🤖 AI Summary
This work investigates whether large language models (LLMs) can systematically model associations between demographic attributes and subjective text annotation behavior. Using datasets from five standardized subjective annotation tasks, the study employs fine-grained supervised fine-tuning, demographic-conditioned prompting, cross-task generalization evaluation, and ablation analysis. Results show that performance gains primarily stem from memorizing and fitting individual annotator behavior—not from learning generalizable demographic regularities. Crucially, across all five tasks, LLMs exhibit no robust or interpretable group-level patterns in response to demographic prompts.
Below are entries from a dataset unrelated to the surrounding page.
/*
 * Copyright Amazon.com, Inc. or its affiliates. All Rights Reserved.
 * SPDX-License-Identifier: Apache-2.0
 */

use std::fmt;

/// Failed to read a window of the content
#[derive(Debug)]
pub struct Error {
    kind: ErrorKind,
}

#[derive(Debug)]
enum ErrorKind {
    OutOfRange { offset: u64, length: u64, size: u64 },
    Io(std::io::Error),
    TaskFailed(tokio::task::JoinError),
}

impl Error {
    pub(crate) fn out_of_range(offset: u64, length: u64, size: u64) -> Self {
        Self {
            kind: ErrorKind::OutOfRange {
                offset,
                length,
                size,
            },
        }
    }

    /// True if the requested window does not fit inside the content
    pub fn is_out_of_range(&self) -> bool {
        matches!(self.kind, ErrorKind::OutOfRange { .. })
    }
}

impl fmt::Display for Error {
    fn fmt(&self, f: &mut fmt::Formatter<'_>) -> fmt::Result {
        match &self.kind {
            ErrorKind::OutOfRange {
                offset,
                length,
                size,
            } => write!(
                f,
                "window of {length} bytes at offset {offset} exceeds content size {size}"
            ),
            ErrorKind::Io(_) => f.write_str("failed to read content"),
            ErrorKind::TaskFailed(_) => f.write_str("blocking read task failed"),
        }
    }
}

impl std::error::Error for Error {
    fn source(&self) -> Option<&(dyn std::error::Error + 'static)> {
        match &self.kind {
            ErrorKind::OutOfRange { .. } => None,
            ErrorKind::Io(err) => Some(err),
            ErrorKind::TaskFailed(err) => Some(err),
        }
    }
}

impl From<std::io::Error> for Error {
    fn from(value: std::io::Error) -> Self {
        Self {
            kind: ErrorKind::Io(value),
        }
    }
}

impl From<tokio::task::JoinError> for Error {
    fn from(value: tokio::task::JoinError) -> Self {
        Self {
            kind: ErrorKind::TaskFailed(value),
        }
    }
}
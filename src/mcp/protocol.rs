//! MCP protocol types (JSON-RPC 2.0), client side.

use serde::{Deserialize, Serialize};
use serde_json::Value;

pub const PROTOCOL_VERSION: &str = "2024-11-05";
pub const CLIENT_NAME: &str = "trellis";
pub const CLIENT_VERSION: &str = env!("CARGO_PKG_VERSION");

pub const METHOD_NOT_FOUND: i64 = -32601;

/// JSON-RPC request or notification sent to the server.
#[derive(Debug, Serialize)]
pub struct JsonRpcRequest {
    pub jsonrpc: &'static str,
    #[serde(skip_serializing_if = "Option::is_none")]
    pub id: Option<i64>,
    pub method: String,
    #[serde(skip_serializing_if = "Option::is_none")]
    pub params: Option<Value>,
}

impl JsonRpcRequest {
    pub fn request(id: i64, method: &str, params: Option<Value>) -> Self {
        Self {
            jsonrpc: "2.0",
            id: Some(id),
            method: method.to_string(),
            params,
        }
    }

    pub fn notification(method: &str) -> Self {
        Self {
            jsonrpc: "2.0",
            id: None,
            method: method.to_string(),
            params: None,
        }
    }
}

/// JSON-RPC response sent back for a server-initiated request.
#[derive(Debug, Serialize)]
pub struct JsonRpcReply {
    pub jsonrpc: &'static str,
    pub id: Value,
    #[serde(skip_serializing_if = "Option::is_none")]
    pub result: Option<Value>,
    #[serde(skip_serializing_if = "Option::is_none")]
    pub error: Option<JsonRpcError>,
}

impl JsonRpcReply {
    pub fn success(id: Value, result: Value) -> Self {
        Self {
            jsonrpc: "2.0",
            id,
            result: Some(result),
            error: None,
        }
    }

    pub fn error(id: Value, code: i64, message: &str) -> Self {
        Self {
            jsonrpc: "2.0",
            id,
            result: None,
            error: Some(JsonRpcError {
                code,
                message: message.to_string(),
                data: None,
            }),
        }
    }
}

#[derive(Debug, Clone, Serialize, Deserialize)]
pub struct JsonRpcError {
    pub code: i64,
    pub message: String,
    #[serde(default, skip_serializing_if = "Option::is_none")]
    pub data: Option<Value>,
}

/// Any message read from the server.
#[derive(Debug, Deserialize)]
pub struct JsonRpcMessage {
    #[serde(default)]
    pub id: Option<Value>,
    #[serde(default)]
    pub method: Option<String>,
    #[serde(default)]
    pub params: Option<Value>,
    #[serde(default)]
    pub result: Option<Value>,
    #[serde(default)]
    pub error: Option<JsonRpcError>,
}

/// What kind of message the server sent.
#[derive(Debug, PartialEq)]
pub enum MessageKind {
    /// The server is calling us and expects a reply.
    Request,
    /// Fire-and-forget message from the server.
    Notification,
    /// Reply to one of our requests.
    Response,
}

impl JsonRpcMessage {
    pub fn kind(&self) -> MessageKind {
        match (&self.method, &self.id) {
            (Some(_), Some(_)) => MessageKind::Request,
            (Some(_), None) => MessageKind::Notification,
            (None, _) => MessageKind::Response,
        }
    }

    /// Numeric id of a response, if it has one.
    pub fn response_id(&self) -> Option<i64> {
        self.id.as_ref().and_then(Value::as_i64)
    }
}

/// MCP initialize request params.
#[derive(Debug, Serialize)]
#[serde(rename_all = "camelCase")]
pub struct InitializeParams {
    pub protocol_version: String,
    pub capabilities: Value,
    pub client_info: ClientInfo,
}

impl Default for InitializeParams {
    fn default() -> Self {
        Self {
            protocol_version: PROTOCOL_VERSION.to_string(),
            capabilities: serde_json::json!({}),
            client_info: ClientInfo {
                name: CLIENT_NAME.to_string(),
                version: CLIENT_VERSION.to_string(),
            },
        }
    }
}

#[derive(Debug, Clone, Serialize, Deserialize)]
pub struct ClientInfo {
    pub name: String,
    pub version: String,
}

/// MCP initialize response.
#[derive(Debug, Clone, Deserialize)]
#[serde(rename_all = "camelCase")]
pub struct InitializeResult {
    pub protocol_version: String,
    #[serde(default)]
    pub capabilities: Value,
    #[serde(default)]
    pub server_info: Option<ServerInfo>,
}

#[derive(Debug, Clone, Deserialize)]
pub struct ServerInfo {
    pub name: String,
    #[serde(default)]
    pub version: String,
}

/// Tool advertised by the server.
#[derive(Debug, Clone, Deserialize)]
#[serde(rename_all = "camelCase")]
pub struct Tool {
    pub name: String,
    #[serde(default)]
    pub description: Option<String>,
    #[serde(default)]
    pub input_schema: Value,
}

/// Tools list response.
#[derive(Debug, Deserialize)]
#[serde(rename_all = "camelCase")]
pub struct ToolsListResult {
    pub tools: Vec<Tool>,
    #[serde(default)]
    pub next_cursor: Option<String>,
}

/// Tool call request params.
#[derive(Debug, Serialize)]
pub struct ToolCallParams {
    pub name: String,
    pub arguments: Value,
}

/// Tool call response.
#[derive(Debug, Deserialize)]
pub struct ToolCallResult {
    #[serde(default)]
    pub content: Vec<ToolContent>,
    #[serde(rename = "isError", default)]
    pub is_error: bool,
}

#[derive(Debug, Clone, Deserialize)]
#[serde(tag = "type", rename_all = "snake_case")]
pub enum ToolContent {
    Text {
        text: String,
    },
    Image {
        #[serde(rename = "mimeType", default)]
        mime_type: String,
    },
    Audio {
        #[serde(rename = "mimeType", default)]
        mime_type: String,
    },
    Resource {
        resource: Value,
    },
    ResourceLink {
        uri: String,
    },
    #[serde(other)]
    Unknown,
}

impl ToolCallResult {
    /// Flatten the content blocks into text for the model.
    pub fn to_text(&self) -> String {
        self.content
            .iter()
            .filter_map(|block| match block {
                ToolContent::Text { text } => Some(text.clone()),
                ToolContent::Image { mime_type } => Some(format!("[image: {}]", mime_type)),
                ToolContent::Audio { mime_type } => Some(format!("[audio: {}]", mime_type)),
                // Blob resources are reduced to their URI.
                ToolContent::Resource { resource } => {
                    match resource.get("text").and_then(Value::as_str) {
                        Some(text) => Some(text.to_string()),
                        None => resource
                            .get("uri")
                            .and_then(Value::as_str)
                            .map(|uri| format!("[resource: {}]", uri)),
                    }
                }
                ToolContent::ResourceLink { uri } => Some(format!("[resource: {}]", uri)),
                ToolContent::Unknown => None,
            })
            .collect::<Vec<_>>()
            .join("\n")
    }
}

#[cfg(test)]
mod tests {
    use super::*;
    use serde_json::json;

    #[test]
    fn test_request_serialization() {
        let request = JsonRpcRequest::request(3, "tools/list", None);
        let value = serde_json::to_value(&request).unwrap();
        assert_eq!(value, json!({"jsonrpc": "2.0", "id": 3, "method": "tools/list"}));

        let note = JsonRpcRequest::notification("notifications/initialized");
        let value = serde_json::to_value(&note).unwrap();
        assert!(value.get("id").is_none());
    }

    #[test]
    fn test_message_kind() {
        let msg: JsonRpcMessage =
            serde_json::from_str(r#"{"jsonrpc":"2.0","id":1,"result":{}}"#).unwrap();
        assert_eq!(msg.kind(), MessageKind::Response);
        assert_eq!(msg.response_id(), Some(1));

        let msg: JsonRpcMessage =
            serde_json::from_str(r#"{"jsonrpc":"2.0","method":"notifications/message"}"#).unwrap();
        assert_eq!(msg.kind(), MessageKind::Notification);

        let msg: JsonRpcMessage =
            serde_json::from_str(r#"{"jsonrpc":"2.0","id":"s1","method":"ping"}"#).unwrap();
        assert_eq!(msg.kind(), MessageKind::Request);
    }

    #[test]
    fn test_initialize_params() {
        let value = serde_json::to_value(InitializeParams::default()).unwrap();
        assert_eq!(value["protocolVersion"], "2024-11-05");
        assert_eq!(value["clientInfo"]["name"], "trellis");
    }

    #[test]
    fn test_tool_result_to_text() {
        let result: ToolCallResult = serde_json::from_value(json!({
            "content": [
                {"type": "text", "text": "Page title: Pydantic"},
                {"type": "image", "data": "AAAA", "mimeType": "image/png"},
                {"type": "resource", "resource": {"uri": "file:///a", "text": "snapshot"}},
                {"type": "resource", "resource": {"uri": "file:///shot.png", "mimeType": "image/png", "blob": "iVBORw0KGgoAAAANSUhEUg"}},
                {"type": "something_new"}
            ]
        }))
        .unwrap();

        assert!(!result.is_error);
        assert_eq!(
            result.to_text(),
            "Page title: Pydantic\n[image: image/png]\nsnapshot\n[resource: file:///shot.png]"
        );
        assert!(!result.to_text().contains("iVBOR"));
    }

    #[test]
    fn test_tools_list_parsing() {
        let result: ToolsListResult = serde_json::from_value(json!({
            "tools": [
                {"name": "browser_navigate", "description": "Navigate", "inputSchema": {"type": "object", "properties": {"url": {"type": "string"}}}},
                {"name": "browser_close", "inputSchema": {"type": "object"}}
            ],
            "nextCursor": "page2"
        }))
        .unwrap();

        assert_eq!(result.tools.len(), 2);
        assert!(result.tools[1].description.is_none());
        assert_eq!(result.next_cursor.as_deref(), Some("page2"));
    }
}
//! SQLite-based item store implementation.

use super::{Item, ItemStore, NewItem, Page};
use crate::error::{Result, TrellisError};
use async_trait::async_trait;
use rusqlite::{params, Connection};
use std::path::Path;
use std::sync::{Mutex, MutexGuard};
use tracing::{debug, info, instrument};

const SCHEMA: &str = r#"
CREATE TABLE IF NOT EXISTS items (
    id INTEGER PRIMARY KEY AUTOINCREMENT,
    name TEXT NOT NULL,
    description TEXT NOT NULL
);

CREATE INDEX IF NOT EXISTS idx_items_name ON items(name);
"#;

/// SQLite-based item store.
pub struct SqliteItemStore {
    conn: Mutex<Connection>,
}

impl SqliteItemStore {
    /// Open (or create) an item store at `path`.
    #[instrument(skip_all)]
    pub fn new(path: &Path) -> Result<Self> {
        if let Some(parent) = path.parent() {
            if !parent.as_os_str().is_empty() {
                std::fs::create_dir_all(parent)?;
            }
        }

        let conn = Connection::open(path)?;

        // Enable WAL mode for better concurrent performance
        conn.execute_batch("PRAGMA journal_mode=WAL;")?;
        conn.execute_batch(SCHEMA)?;

        info!("Initialized SQLite item store at {:?}", path);

        Ok(Self {
            conn: Mutex::new(conn),
        })
    }

    /// Create an in-memory SQLite item store (useful for testing).
    pub fn in_memory() -> Result<Self> {
        let conn = Connection::open_in_memory()?;
        conn.execute_batch(SCHEMA)?;

        Ok(Self {
            conn: Mutex::new(conn),
        })
    }

    fn lock(&self) -> Result<MutexGuard<'_, Connection>> {
        self.conn
            .lock()
            .map_err(|e| TrellisError::Store(format!("Failed to acquire lock: {}", e)))
    }

    fn row_to_item(row: &rusqlite::Row<'_>) -> rusqlite::Result<Item> {
        Ok(Item {
            id: row.get(0)?,
            name: row.get(1)?,
            description: row.get(2)?,
        })
    }
}

#[async_trait]
impl ItemStore for SqliteItemStore {
    #[instrument(skip(self, item), fields(name = %item.name))]
    async fn create(&self, item: &NewItem) -> Result<Item> {
        let conn = self.lock()?;

        conn.execute(
            "INSERT INTO items (name, description) VALUES (?1, ?2)",
            params![item.name, item.description],
        )?;
        let id = conn.last_insert_rowid();

        debug!("Created item {}", id);
        Ok(Item {
            id,
            name: item.name.clone(),
            description: item.description.clone(),
        })
    }

    #[instrument(skip(self))]
    async fn get(&self, id: i64) -> Result<Option<Item>> {
        let conn = self.lock()?;

        let item = conn.query_row(
            "SELECT id, name, description FROM items WHERE id = ?1",
            params![id],
            Self::row_to_item,
        );

        match item {
            Ok(item) => Ok(Some(item)),
            Err(rusqlite::Error::QueryReturnedNoRows) => Ok(None),
            Err(e) => Err(e.into()),
        }
    }

    #[instrument(skip(self))]
    async fn list(&self, page: Page) -> Result<Vec<Item>> {
        let conn = self.lock()?;

        let mut stmt = conn.prepare(
            r#"
            SELECT id, name, description
            FROM items
            ORDER BY id
            LIMIT ?1 OFFSET ?2
            "#,
        )?;

        let items = stmt
            .query_map(params![page.limit, page.skip], Self::row_to_item)?
            .collect::<rusqlite::Result<Vec<Item>>>()?;

        debug!("Listed {} items", items.len());
        Ok(items)
    }

    async fn count(&self) -> Result<usize> {
        let conn = self.lock()?;

        let count: i64 = conn.query_row("SELECT COUNT(*) FROM items", [], |row| row.get(0))?;
        Ok(count as usize)
    }
}
//! Error types for Trellis.

use thiserror::Error;

/// Library-level error type for Trellis operations.
#[derive(Error, Debug)]
pub enum TrellisError {
    #[error("Configuration error: {0}")]
    Config(String),

    #[error("{0}")]
    InvalidInput(String),

    #[error("{0}")]
    NotFound(String),

    #[error("Item store error: {0}")]
    Store(String),

    #[error("IO error: {0}")]
    Io(#[from] std::io::Error),

    #[error("JSON error: {0}")]
    Json(#[from] serde_json::Error),

    #[error("TOML parse error: {0}")]
    TomlParse(#[from] toml::de::Error),

    #[error("HTTP error: {0}")]
    Http(#[from] reqwest::Error),

    #[error("Database error: {0}")]
    Database(#[from] rusqlite::Error),

    #[error("OpenAI API error: {0}")]
    OpenAI(String),

    #[error("Agent error: {0}")]
    Agent(String),

    #[error("Tool error: {0}")]
    Tool(String),

    #[error("MCP error: {0}")]
    Mcp(String),

    #[error("External tool not found: {0}. Please install it and ensure it's in your PATH.")]
    ToolNotFound(String),
}

/// Result type alias for Trellis operations.
pub type Result<T> = std::result::Result<T, TrellisError>;
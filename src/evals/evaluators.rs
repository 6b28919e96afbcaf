//! Scoring functions applied to each evaluated answer.

use crate::agent::{Agent, BotResponse, ChatBackend, NoTools, StructuredOutput};
use crate::config::{JudgePrompts, Prompts};
use crate::error::Result;
use async_trait::async_trait;
use serde::{Deserialize, Serialize};
use serde_json::{json, Value};
use std::collections::HashMap;
use std::sync::Arc;

/// How an answer is scored.
#[derive(Debug, Clone, PartialEq, Serialize, Deserialize)]
#[serde(tag = "type")]
pub enum Evaluator {
    /// Full marks when the model is at least `min_confidence` percent sure,
    /// otherwise the confidence as a fraction.
    Confidence {
        #[serde(default = "default_min_confidence")]
        min_confidence: i64,
    },
    /// Fraction of the case's expected keywords found in the answer.
    KeywordPresence,
    /// Ask a model to grade the answer against a rubric.
    LlmJudge {
        rubric: String,
        #[serde(default)]
        include_input: bool,
        #[serde(default, skip_serializing_if = "Option::is_none")]
        model: Option<String>,
    },
}

fn default_min_confidence() -> i64 {
    70
}

/// Outcome of one evaluator on one case.
#[derive(Debug, Clone, PartialEq, Serialize)]
pub struct EvaluationResult {
    pub evaluator: String,
    pub score: f64,
    #[serde(skip_serializing_if = "Option::is_none")]
    pub passed: Option<bool>,
    #[serde(skip_serializing_if = "Option::is_none")]
    pub reason: Option<String>,
}

impl EvaluationResult {
    fn scored(evaluator: &str, score: f64) -> Self {
        Self {
            evaluator: evaluator.to_string(),
            score,
            passed: None,
            reason: None,
        }
    }
}

impl Evaluator {
    pub fn name(&self) -> &'static str {
        match self {
            Evaluator::Confidence { .. } => "Confidence",
            Evaluator::KeywordPresence => "KeywordPresence",
            Evaluator::LlmJudge { .. } => "LlmJudge",
        }
    }

    /// Score `output` for a case asking `question`.
    pub async fn evaluate(
        &self,
        question: &str,
        expected_keywords: &[String],
        output: &BotResponse,
        grader: &dyn Grader,
    ) -> Result<EvaluationResult> {
        match self {
            Evaluator::Confidence { min_confidence } => Ok(EvaluationResult::scored(
                self.name(),
                confidence_score(output.confidence_percentage, *min_confidence),
            )),
            Evaluator::KeywordPresence => Ok(EvaluationResult::scored(
                self.name(),
                keyword_score(&output.answer, expected_keywords),
            )),
            Evaluator::LlmJudge {
                rubric,
                include_input,
                model,
            } => {
                let input = include_input.then_some(question);
                let answer = serde_json::to_string_pretty(output)?;
                let verdict = grader.grade(rubric, input, &answer, model.as_deref()).await?;
                Ok(EvaluationResult {
                    evaluator: self.name().to_string(),
                    score: verdict.score,
                    passed: Some(verdict.pass),
                    reason: Some(verdict.reason),
                })
            }
        }
    }
}

pub fn confidence_score(confidence: i64, min_confidence: i64) -> f64 {
    if confidence >= min_confidence {
        1.0
    } else {
        confidence as f64 / 100.0
    }
}

pub fn keyword_score(answer: &str, expected_keywords: &[String]) -> f64 {
    if expected_keywords.is_empty() {
        return 1.0;
    }

    let answer = answer.to_lowercase();
    let found = expected_keywords
        .iter()
        .filter(|k| answer.contains(&k.to_lowercase()))
        .count();

    found as f64 / expected_keywords.len() as f64
}

/// A judge's verdict on an answer.
#[derive(Debug, Clone, PartialEq, Serialize, Deserialize)]
pub struct JudgeVerdict {
    pub reason: String,
    pub pass: bool,
    pub score: f64,
}

impl StructuredOutput for JudgeVerdict {
    const NAME: &'static str = "judge_verdict";

    fn json_schema() -> Value {
        json!({
            "type": "object",
            "properties": {
                "reason": {"type": "string"},
                "pass": {"type": "boolean"},
                "score": {"type": "number"}
            },
            "required": ["reason", "pass", "score"],
            "additionalProperties": false
        })
    }

    fn validate(&self) -> std::result::Result<(), String> {
        if (0.0..=1.0).contains(&self.score) {
            Ok(())
        } else {
            Err(format!("score must be between 0.0 and 1.0, got {}", self.score))
        }
    }
}

/// Grades an answer against a rubric.
#[async_trait]
pub trait Grader: Send + Sync {
    async fn grade(
        &self,
        rubric: &str,
        input: Option<&str>,
        output: &str,
        model: Option<&str>,
    ) -> Result<JudgeVerdict>;
}

/// Grader that asks an OpenAI model.
pub struct ModelGrader {
    backend: Arc<dyn ChatBackend>,
    default_model: String,
    prompts: JudgePrompts,
}

impl ModelGrader {
    pub fn new(backend: Arc<dyn ChatBackend>, default_model: &str, prompts: JudgePrompts) -> Self {
        Self {
            backend,
            default_model: default_model.to_string(),
            prompts,
        }
    }
}

#[async_trait]
impl Grader for ModelGrader {
    async fn grade(
        &self,
        rubric: &str,
        input: Option<&str>,
        output: &str,
        model: Option<&str>,
    ) -> Result<JudgeVerdict> {
        let model = model.unwrap_or(&self.default_model);

        let mut vars = HashMap::new();
        vars.insert("rubric".to_string(), rubric.to_string());
        vars.insert(
            "input_section".to_string(),
            input
                .map(|q| format!("Input:\n{}\n\n", q))
                .unwrap_or_default(),
        );
        vars.insert("output".to_string(), output.to_string());
        let prompt = Prompts::render(&self.prompts.user, &vars);

        let agent: Agent<JudgeVerdict> =
            Agent::new(self.backend.clone(), model, &self.prompts.system).with_max_iterations(3);
        let response = agent.run(&NoTools, &prompt).await?;
        Ok(response.output)
    }
}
This is the first systematic examination challenging the feasibility of treating LLMs as “demographically aware annotators.” It reveals a critical risk of individual-level overfitting in current paradigms for subjective annotation modeling and provides both methodological caution and an empirical benchmark for trustworthy subjective modeling.
📝 Abstract
People naturally vary in their annotations for subjective questions and some of this variation is thought to be due to the person's sociodemographic characteristics. LLMs have also been used to label data, but recent work has shown that models perform poorly when prompted with sociodemographic attributes, suggesting limited inherent sociodemographic knowledge. Here, we ask whether LLMs can be trained to be accurate sociodemographic models of annotator variation. Using a curated dataset of five tasks with standardized sociodemographics, we show that models do improve in sociodemographic prompting when trained but that this performance gain is largely due to models learning annotator-specific behaviour rather than sociodemographic patterns. Across all tasks, our results suggest that models learn little meaningful connection between sociodemographics and annotation, raising doubts about the current use of LLMs for simulating sociodemographic variation and behaviour.